**** EXCERPTED RECORDS

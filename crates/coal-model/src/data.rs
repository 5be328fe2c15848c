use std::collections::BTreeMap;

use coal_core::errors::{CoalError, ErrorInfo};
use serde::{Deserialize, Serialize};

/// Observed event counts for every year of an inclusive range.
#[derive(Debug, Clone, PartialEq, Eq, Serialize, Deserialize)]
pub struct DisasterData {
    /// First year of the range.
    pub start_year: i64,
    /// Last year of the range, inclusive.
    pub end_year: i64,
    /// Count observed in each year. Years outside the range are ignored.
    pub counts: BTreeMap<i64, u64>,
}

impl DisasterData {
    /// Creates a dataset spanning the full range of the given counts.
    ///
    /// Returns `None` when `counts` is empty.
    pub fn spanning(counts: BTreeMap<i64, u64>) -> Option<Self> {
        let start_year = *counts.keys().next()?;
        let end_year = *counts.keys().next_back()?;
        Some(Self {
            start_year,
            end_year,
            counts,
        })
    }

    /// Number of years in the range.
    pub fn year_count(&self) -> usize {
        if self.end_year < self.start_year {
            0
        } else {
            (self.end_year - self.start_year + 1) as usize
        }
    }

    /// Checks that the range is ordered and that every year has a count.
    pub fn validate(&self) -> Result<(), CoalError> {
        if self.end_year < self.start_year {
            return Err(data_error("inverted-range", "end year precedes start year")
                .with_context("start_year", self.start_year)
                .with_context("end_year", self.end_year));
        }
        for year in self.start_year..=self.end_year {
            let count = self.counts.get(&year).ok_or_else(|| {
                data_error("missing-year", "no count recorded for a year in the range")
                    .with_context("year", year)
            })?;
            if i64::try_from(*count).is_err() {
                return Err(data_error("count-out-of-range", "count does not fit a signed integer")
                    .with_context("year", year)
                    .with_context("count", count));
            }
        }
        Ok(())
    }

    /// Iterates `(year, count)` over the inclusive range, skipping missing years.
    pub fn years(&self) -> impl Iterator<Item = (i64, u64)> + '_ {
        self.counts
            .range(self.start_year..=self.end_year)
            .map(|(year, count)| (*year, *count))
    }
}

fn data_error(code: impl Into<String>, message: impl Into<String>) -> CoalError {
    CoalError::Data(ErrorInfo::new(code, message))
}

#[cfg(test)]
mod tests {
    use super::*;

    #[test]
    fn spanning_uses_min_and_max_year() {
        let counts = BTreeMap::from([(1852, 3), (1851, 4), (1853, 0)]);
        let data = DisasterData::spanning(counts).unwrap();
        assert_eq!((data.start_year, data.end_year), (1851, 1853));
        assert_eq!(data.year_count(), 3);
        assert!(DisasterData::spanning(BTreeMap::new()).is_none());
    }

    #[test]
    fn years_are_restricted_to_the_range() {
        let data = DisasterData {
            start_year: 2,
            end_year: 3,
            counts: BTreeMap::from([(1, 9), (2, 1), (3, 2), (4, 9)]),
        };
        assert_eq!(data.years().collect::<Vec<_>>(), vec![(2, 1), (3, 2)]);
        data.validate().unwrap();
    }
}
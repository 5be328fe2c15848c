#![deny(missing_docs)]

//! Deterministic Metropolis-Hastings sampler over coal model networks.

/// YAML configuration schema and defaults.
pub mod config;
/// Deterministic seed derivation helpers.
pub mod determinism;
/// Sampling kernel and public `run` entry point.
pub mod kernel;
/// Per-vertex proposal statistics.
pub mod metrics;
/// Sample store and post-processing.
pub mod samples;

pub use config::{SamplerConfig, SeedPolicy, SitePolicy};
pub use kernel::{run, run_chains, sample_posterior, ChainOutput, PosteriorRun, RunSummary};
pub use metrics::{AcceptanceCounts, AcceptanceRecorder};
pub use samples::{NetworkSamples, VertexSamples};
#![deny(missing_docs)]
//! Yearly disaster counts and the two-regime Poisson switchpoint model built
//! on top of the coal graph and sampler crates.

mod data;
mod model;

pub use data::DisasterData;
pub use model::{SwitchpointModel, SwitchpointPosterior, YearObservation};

********
**** EXCERPTED RECORDS

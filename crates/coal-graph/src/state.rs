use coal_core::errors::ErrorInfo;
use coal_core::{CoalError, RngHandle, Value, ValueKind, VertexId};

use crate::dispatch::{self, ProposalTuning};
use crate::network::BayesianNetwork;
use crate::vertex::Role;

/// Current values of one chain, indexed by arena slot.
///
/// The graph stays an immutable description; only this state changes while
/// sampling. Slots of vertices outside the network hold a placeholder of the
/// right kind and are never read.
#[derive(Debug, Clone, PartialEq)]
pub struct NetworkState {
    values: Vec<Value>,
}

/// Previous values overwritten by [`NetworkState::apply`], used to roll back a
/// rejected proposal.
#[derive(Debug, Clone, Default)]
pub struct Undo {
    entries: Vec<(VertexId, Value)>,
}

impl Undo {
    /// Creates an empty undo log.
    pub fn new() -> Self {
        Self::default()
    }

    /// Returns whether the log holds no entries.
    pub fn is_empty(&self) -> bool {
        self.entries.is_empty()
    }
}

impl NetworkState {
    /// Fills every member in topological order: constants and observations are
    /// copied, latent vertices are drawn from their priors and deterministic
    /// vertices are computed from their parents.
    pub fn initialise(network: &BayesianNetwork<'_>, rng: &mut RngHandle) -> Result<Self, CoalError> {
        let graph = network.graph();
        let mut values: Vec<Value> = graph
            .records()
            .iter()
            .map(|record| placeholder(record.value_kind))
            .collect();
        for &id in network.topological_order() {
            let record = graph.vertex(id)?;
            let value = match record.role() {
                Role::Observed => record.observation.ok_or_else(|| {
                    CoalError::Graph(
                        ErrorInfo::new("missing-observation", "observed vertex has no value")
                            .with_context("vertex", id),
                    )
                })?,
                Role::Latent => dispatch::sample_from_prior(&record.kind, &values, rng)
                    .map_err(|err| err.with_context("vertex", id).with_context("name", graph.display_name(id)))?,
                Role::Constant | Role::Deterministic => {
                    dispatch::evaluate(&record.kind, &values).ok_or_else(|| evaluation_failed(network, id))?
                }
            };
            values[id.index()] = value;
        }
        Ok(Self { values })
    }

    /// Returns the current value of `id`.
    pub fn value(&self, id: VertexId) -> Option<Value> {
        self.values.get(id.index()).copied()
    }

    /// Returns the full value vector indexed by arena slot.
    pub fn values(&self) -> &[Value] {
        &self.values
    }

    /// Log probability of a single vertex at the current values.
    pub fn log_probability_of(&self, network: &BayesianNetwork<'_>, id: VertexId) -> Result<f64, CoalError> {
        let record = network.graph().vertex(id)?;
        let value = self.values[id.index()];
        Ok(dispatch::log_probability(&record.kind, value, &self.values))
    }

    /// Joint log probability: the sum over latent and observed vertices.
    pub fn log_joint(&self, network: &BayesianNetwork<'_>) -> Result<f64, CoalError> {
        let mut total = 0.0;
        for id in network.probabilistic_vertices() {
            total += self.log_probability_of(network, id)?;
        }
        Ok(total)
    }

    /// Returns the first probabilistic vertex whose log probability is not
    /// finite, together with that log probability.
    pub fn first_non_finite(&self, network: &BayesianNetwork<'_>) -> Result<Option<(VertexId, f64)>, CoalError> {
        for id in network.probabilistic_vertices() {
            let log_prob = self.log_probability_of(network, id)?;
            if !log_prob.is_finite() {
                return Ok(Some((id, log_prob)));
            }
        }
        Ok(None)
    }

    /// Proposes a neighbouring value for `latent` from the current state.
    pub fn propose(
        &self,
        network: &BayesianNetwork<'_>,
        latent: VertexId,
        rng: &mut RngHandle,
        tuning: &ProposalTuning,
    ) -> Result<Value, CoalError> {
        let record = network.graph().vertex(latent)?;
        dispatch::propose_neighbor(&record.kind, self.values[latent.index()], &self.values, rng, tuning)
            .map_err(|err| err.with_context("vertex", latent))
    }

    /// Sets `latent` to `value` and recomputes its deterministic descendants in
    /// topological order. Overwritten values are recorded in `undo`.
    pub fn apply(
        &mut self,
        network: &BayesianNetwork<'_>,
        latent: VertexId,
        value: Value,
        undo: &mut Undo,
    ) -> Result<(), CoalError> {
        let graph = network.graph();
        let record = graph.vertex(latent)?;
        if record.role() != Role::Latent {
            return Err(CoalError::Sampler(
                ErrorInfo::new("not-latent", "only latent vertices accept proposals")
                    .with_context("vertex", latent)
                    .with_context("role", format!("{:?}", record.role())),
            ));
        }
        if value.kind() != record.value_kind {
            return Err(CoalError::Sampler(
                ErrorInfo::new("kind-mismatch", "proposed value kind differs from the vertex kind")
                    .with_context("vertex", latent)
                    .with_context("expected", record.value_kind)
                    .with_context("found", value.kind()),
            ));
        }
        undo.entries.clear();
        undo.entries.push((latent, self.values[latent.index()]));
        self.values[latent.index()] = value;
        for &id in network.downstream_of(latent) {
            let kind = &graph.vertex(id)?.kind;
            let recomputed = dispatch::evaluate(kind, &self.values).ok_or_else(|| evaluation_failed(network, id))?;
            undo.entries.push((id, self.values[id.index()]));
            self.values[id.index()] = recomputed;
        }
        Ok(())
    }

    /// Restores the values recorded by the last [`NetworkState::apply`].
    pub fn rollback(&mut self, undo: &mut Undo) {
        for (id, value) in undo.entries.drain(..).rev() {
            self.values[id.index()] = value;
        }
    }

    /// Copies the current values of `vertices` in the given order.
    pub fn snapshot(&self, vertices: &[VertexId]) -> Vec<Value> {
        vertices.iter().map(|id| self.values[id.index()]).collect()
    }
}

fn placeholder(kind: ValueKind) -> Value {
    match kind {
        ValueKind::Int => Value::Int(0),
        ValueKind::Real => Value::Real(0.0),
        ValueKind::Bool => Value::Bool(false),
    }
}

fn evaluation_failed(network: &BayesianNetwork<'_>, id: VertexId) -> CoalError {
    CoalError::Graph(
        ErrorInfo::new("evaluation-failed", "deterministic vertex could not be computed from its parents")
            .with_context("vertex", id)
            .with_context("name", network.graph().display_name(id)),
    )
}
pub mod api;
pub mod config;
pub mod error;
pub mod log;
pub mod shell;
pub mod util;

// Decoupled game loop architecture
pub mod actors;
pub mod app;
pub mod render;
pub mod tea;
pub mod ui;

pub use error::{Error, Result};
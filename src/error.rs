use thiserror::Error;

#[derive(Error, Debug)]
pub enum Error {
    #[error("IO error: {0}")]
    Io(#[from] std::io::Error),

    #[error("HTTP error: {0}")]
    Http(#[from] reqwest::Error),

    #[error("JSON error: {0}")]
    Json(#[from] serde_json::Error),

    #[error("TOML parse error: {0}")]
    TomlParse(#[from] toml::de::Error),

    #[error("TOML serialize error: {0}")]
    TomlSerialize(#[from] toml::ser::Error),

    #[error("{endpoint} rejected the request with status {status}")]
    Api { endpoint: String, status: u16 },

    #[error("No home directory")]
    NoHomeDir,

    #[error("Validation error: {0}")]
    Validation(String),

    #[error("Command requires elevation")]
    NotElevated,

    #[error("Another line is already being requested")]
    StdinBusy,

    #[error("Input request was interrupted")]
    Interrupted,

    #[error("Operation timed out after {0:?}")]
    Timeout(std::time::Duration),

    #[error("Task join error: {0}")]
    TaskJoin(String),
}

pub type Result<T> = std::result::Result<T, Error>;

********

ACTIVITY ->
Count every line of the records above in which the string "ErrorInfo" appears. The number alone is to be given.

SOLUTION TO THIS EXERCISE ->
7